== Available data

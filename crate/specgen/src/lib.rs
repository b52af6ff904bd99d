//! # Bundle 配置生成器
//!
//! 在内存中维护一份 OCI bundle 配置，提供结构化的修改操作并负责序列化。
//!
//! ## 主要内容
//! - **Generator**: 对外门面，持有一份 `Spec`，所有修改都经过它并在写入前校验
//! - **capabilities**: Linux 能力表，校验能力名称
//! - **seccomp**: 命令行 token 解析与 seccomp 规则合并算法
//! - **sanitize**: 移除不可移植或提升权限的字段
//!
//! ## 失败关闭
//! 任何非法输入（未知枚举值、格式错误的参数、非法能力名）都不会修改配置，
//! 只返回错误。

#[macro_use]
extern crate slog;
#[macro_use]
extern crate lazy_static;

pub mod capabilities;
pub mod error;
pub mod generator;
pub mod sanitize;
pub mod seccomp;

pub use error::{Error, ParseError, Result};
pub use generator::{ExportOptions, Generator};
pub use sanitize::sanitize;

====

## What you should do
Copy out the lines beginning at the one that contains "OCI bundle 配置，提供结构化的修改操作并负责序列化。". Stop at the final line of the data, and include it.

## Exercise result
//! 在内存中维护一份 OCI bundle 配置，提供结构化的修改操作并负责序列化。
//!
//! ## 主要内容
//! - **Generator**: 对外门面，持有一份 `Spec`，所有修改都经过它并在写入前校验
//! - **capabilities**: Linux 能力表，校验能力名称
//! - **seccomp**: 命令行 token 解析与 seccomp 规则合并算法
//! - **sanitize**: 移除不可移植或提升权限的字段
//!
//! ## 失败关闭
//! 任何非法输入（未知枚举值、格式错误的参数、非法能力名）都不会修改配置，
//! 只返回错误。

#[macro_use]
extern crate slog;
#[macro_use]
extern crate lazy_static;

pub mod capabilities;
pub mod error;
pub mod generator;
pub mod sanitize;
pub mod seccomp;

pub use error::{Error, ParseError, Result};
pub use generator::{ExportOptions, Generator};
pub use sanitize::sanitize;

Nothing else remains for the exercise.